• **What you need to do**
Of the entries below, return only those lines from the line with "pub fn new(config: SessionConfig)" to the line with "let period = self.api.config().heartbeat_interval();", exactly, both included.
■ ■ ■ ■ ■ ■ ■
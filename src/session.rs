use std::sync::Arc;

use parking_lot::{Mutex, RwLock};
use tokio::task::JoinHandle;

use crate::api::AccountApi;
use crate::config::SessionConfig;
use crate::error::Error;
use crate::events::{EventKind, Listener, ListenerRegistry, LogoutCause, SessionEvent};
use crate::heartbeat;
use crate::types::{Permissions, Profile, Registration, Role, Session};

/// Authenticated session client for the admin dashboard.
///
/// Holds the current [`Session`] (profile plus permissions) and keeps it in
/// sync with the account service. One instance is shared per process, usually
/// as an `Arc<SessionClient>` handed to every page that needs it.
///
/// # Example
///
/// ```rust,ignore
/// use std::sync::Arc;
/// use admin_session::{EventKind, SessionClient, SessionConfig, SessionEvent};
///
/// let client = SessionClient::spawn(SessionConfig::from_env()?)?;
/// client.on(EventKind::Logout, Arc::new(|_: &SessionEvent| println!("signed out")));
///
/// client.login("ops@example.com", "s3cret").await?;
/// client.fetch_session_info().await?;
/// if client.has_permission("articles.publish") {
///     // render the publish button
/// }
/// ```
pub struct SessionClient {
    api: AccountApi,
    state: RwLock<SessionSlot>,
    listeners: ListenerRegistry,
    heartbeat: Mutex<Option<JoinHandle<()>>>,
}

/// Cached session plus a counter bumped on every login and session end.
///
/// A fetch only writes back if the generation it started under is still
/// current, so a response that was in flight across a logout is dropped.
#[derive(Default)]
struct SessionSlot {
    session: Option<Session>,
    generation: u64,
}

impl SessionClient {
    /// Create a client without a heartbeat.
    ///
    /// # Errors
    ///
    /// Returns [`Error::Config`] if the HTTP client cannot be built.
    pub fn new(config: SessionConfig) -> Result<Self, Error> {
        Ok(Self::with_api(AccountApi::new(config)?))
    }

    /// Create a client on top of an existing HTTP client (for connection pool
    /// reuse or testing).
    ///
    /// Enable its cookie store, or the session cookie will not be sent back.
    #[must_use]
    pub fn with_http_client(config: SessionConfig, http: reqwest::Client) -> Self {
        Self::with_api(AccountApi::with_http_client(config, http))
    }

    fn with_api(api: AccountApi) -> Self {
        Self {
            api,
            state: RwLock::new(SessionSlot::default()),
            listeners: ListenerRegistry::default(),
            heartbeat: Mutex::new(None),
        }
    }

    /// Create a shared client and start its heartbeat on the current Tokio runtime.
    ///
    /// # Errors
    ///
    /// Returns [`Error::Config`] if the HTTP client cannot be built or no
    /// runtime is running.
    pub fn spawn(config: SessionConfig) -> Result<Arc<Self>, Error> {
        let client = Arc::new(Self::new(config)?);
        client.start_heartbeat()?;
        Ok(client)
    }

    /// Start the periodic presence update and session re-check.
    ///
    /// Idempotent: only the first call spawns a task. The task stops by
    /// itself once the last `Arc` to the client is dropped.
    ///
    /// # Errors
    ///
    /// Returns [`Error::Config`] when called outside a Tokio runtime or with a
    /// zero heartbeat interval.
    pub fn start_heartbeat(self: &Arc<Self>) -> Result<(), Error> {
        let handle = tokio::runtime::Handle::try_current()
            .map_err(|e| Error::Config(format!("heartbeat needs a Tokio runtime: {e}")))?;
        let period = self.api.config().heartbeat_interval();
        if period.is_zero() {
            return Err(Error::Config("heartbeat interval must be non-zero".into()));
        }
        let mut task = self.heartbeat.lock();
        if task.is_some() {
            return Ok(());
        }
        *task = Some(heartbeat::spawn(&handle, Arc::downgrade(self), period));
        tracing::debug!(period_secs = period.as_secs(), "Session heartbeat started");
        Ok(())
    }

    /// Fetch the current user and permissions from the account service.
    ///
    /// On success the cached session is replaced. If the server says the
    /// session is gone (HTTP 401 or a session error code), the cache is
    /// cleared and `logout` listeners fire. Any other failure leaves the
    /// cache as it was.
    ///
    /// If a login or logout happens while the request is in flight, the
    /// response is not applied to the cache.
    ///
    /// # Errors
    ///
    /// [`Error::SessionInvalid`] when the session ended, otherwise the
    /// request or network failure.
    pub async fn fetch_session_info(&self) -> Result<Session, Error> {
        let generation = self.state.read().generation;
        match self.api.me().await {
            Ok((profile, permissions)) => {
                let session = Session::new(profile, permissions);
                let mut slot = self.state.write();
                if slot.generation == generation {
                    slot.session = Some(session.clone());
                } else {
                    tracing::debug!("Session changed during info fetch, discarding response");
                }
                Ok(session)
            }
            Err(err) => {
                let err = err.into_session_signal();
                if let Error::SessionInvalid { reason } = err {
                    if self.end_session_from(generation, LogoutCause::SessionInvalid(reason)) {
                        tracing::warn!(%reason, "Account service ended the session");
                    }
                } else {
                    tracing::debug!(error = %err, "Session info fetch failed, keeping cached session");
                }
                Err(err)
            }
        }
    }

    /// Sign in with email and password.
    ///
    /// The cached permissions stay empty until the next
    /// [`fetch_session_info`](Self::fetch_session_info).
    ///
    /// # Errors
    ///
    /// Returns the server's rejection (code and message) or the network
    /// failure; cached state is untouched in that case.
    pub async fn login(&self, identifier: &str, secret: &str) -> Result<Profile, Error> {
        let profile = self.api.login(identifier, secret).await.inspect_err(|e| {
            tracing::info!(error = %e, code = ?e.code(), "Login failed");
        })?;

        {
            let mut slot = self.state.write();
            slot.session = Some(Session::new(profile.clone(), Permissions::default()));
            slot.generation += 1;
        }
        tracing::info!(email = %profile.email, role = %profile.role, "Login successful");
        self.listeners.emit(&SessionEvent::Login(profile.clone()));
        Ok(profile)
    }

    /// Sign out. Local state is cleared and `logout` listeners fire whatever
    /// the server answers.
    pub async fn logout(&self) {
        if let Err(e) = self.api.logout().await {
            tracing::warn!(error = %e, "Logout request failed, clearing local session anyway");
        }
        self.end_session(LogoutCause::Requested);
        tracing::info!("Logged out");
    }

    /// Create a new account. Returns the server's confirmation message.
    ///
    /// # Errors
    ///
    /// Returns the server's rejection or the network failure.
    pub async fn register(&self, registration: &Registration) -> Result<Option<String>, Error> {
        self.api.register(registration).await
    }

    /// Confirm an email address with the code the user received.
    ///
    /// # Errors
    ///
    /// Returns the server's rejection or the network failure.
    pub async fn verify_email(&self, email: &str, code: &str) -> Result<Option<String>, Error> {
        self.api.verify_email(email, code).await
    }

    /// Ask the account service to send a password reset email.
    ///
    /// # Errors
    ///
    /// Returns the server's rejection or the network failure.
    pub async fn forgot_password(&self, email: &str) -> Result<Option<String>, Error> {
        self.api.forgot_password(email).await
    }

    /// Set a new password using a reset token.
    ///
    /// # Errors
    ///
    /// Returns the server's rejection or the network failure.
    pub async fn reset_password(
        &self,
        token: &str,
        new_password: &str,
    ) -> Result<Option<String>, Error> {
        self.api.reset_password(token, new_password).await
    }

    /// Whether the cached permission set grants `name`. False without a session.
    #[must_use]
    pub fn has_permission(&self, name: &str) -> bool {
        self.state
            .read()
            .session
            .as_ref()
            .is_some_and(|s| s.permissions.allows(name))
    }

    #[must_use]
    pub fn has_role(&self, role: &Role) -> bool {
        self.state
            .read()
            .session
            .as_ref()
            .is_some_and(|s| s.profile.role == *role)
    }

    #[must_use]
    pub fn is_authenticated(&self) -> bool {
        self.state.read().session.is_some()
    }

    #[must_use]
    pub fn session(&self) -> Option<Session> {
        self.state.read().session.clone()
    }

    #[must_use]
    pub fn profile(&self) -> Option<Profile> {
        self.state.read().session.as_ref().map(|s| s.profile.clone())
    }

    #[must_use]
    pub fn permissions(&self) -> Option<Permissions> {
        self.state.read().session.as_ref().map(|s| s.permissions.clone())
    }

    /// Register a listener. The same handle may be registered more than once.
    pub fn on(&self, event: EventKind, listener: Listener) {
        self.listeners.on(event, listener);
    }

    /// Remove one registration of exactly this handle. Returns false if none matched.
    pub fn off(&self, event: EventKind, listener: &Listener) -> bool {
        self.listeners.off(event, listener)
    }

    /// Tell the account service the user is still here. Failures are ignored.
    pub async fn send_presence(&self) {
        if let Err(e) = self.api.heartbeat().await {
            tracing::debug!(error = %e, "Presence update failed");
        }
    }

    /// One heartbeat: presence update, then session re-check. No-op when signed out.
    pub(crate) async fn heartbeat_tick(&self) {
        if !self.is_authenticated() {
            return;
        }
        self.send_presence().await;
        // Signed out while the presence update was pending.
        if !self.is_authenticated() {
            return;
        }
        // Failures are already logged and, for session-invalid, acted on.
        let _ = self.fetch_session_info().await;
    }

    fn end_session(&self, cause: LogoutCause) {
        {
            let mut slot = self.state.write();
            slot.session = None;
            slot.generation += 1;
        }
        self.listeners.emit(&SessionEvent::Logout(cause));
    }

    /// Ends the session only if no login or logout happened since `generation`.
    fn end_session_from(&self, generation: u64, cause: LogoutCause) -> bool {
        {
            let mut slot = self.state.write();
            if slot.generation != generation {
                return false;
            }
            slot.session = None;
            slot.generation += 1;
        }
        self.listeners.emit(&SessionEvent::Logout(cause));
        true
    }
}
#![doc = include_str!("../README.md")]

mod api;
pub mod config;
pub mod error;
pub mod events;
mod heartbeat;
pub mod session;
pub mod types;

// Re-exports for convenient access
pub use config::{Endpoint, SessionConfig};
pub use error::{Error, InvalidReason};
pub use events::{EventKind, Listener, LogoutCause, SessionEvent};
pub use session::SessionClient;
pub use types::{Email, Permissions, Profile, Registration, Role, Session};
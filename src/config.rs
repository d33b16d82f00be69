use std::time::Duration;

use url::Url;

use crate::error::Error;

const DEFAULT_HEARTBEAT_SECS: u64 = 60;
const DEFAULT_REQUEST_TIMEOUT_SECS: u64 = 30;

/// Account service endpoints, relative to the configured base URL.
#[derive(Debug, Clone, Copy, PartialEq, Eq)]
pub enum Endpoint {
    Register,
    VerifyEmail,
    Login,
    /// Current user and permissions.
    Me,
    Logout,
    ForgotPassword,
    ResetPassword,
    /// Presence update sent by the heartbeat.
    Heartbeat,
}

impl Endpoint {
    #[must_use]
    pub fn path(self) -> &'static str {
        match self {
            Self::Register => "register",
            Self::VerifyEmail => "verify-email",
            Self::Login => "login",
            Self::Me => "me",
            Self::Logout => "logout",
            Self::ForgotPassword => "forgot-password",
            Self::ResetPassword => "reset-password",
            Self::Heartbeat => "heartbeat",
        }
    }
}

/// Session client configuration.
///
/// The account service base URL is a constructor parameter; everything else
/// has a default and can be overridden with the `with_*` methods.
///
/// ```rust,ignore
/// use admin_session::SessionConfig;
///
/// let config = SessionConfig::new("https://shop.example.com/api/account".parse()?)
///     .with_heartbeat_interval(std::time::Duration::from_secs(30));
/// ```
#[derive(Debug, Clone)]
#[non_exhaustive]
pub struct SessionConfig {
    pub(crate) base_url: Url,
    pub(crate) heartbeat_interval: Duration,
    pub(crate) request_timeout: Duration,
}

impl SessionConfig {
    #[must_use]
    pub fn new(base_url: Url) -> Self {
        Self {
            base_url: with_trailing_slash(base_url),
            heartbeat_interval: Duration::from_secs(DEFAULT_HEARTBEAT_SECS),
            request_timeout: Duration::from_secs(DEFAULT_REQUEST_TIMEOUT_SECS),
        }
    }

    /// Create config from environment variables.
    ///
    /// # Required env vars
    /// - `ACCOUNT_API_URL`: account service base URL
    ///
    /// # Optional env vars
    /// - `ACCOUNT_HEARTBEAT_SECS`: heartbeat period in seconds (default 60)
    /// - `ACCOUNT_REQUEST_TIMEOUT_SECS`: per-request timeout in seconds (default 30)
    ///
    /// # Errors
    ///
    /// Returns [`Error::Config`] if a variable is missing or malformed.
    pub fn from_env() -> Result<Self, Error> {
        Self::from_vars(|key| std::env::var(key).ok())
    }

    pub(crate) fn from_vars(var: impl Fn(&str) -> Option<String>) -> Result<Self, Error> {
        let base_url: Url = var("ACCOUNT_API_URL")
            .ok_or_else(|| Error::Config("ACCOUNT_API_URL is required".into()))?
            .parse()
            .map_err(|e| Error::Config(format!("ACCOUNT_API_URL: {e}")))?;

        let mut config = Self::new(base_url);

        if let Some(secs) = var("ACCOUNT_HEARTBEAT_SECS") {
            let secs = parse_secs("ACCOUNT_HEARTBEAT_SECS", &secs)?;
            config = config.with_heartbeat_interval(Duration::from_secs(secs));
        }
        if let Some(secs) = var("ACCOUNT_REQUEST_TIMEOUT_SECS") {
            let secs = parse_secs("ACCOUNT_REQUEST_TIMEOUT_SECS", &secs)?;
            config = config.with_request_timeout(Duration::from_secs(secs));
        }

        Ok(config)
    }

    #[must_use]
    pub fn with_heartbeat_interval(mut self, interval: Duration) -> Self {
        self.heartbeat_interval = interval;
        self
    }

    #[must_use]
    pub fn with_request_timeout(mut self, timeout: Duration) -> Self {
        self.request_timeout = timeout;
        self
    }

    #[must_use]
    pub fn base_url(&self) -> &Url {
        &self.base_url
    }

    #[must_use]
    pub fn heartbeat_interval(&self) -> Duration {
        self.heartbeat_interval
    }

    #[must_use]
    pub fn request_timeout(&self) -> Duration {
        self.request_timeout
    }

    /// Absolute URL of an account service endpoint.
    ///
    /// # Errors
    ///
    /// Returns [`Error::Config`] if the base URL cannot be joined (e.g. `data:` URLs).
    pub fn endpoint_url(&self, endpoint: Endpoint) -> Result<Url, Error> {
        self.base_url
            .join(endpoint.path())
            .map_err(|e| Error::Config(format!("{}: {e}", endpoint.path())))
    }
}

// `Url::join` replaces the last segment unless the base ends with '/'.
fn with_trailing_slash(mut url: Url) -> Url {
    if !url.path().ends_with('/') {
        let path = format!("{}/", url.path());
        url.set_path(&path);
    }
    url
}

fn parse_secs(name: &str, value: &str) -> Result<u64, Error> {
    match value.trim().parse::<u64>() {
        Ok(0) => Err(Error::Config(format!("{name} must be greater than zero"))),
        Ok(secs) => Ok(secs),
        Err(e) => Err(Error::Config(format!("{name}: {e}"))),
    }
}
■ ■ ■ ■ ■ ■ ■
• **Answer space**
    pub fn new(config: SessionConfig) -> Result<Self, Error> {
        Ok(Self::with_api(AccountApi::new(config)?))
    }

    /// Create a client on top of an existing HTTP client (for connection pool
    /// reuse or testing).
    ///
    /// Enable its cookie store, or the session cookie will not be sent back.
    #[must_use]
    pub fn with_http_client(config: SessionConfig, http: reqwest::Client) -> Self {
        Self::with_api(AccountApi::with_http_client(config, http))
    }

    fn with_api(api: AccountApi) -> Self {
        Self {
            api,
            state: RwLock::new(SessionSlot::default()),
            listeners: ListenerRegistry::default(),
            heartbeat: Mutex::new(None),
        }
    }

    /// Create a shared client and start its heartbeat on the current Tokio runtime.
    ///
    /// # Errors
    ///
    /// Returns [`Error::Config`] if the HTTP client cannot be built or no
    /// runtime is running.
    pub fn spawn(config: SessionConfig) -> Result<Arc<Self>, Error> {
        let client = Arc::new(Self::new(config)?);
        client.start_heartbeat()?;
        Ok(client)
    }

    /// Start the periodic presence update and session re-check.
    ///
    /// Idempotent: only the first call spawns a task. The task stops by
    /// itself once the last `Arc` to the client is dropped.
    ///
    /// # Errors
    ///
    /// Returns [`Error::Config`] when called outside a Tokio runtime or with a
    /// zero heartbeat interval.
    pub fn start_heartbeat(self: &Arc<Self>) -> Result<(), Error> {
        let handle = tokio::runtime::Handle::try_current()
            .map_err(|e| Error::Config(format!("heartbeat needs a Tokio runtime: {e}")))?;
        let period = self.api.config().heartbeat_interval();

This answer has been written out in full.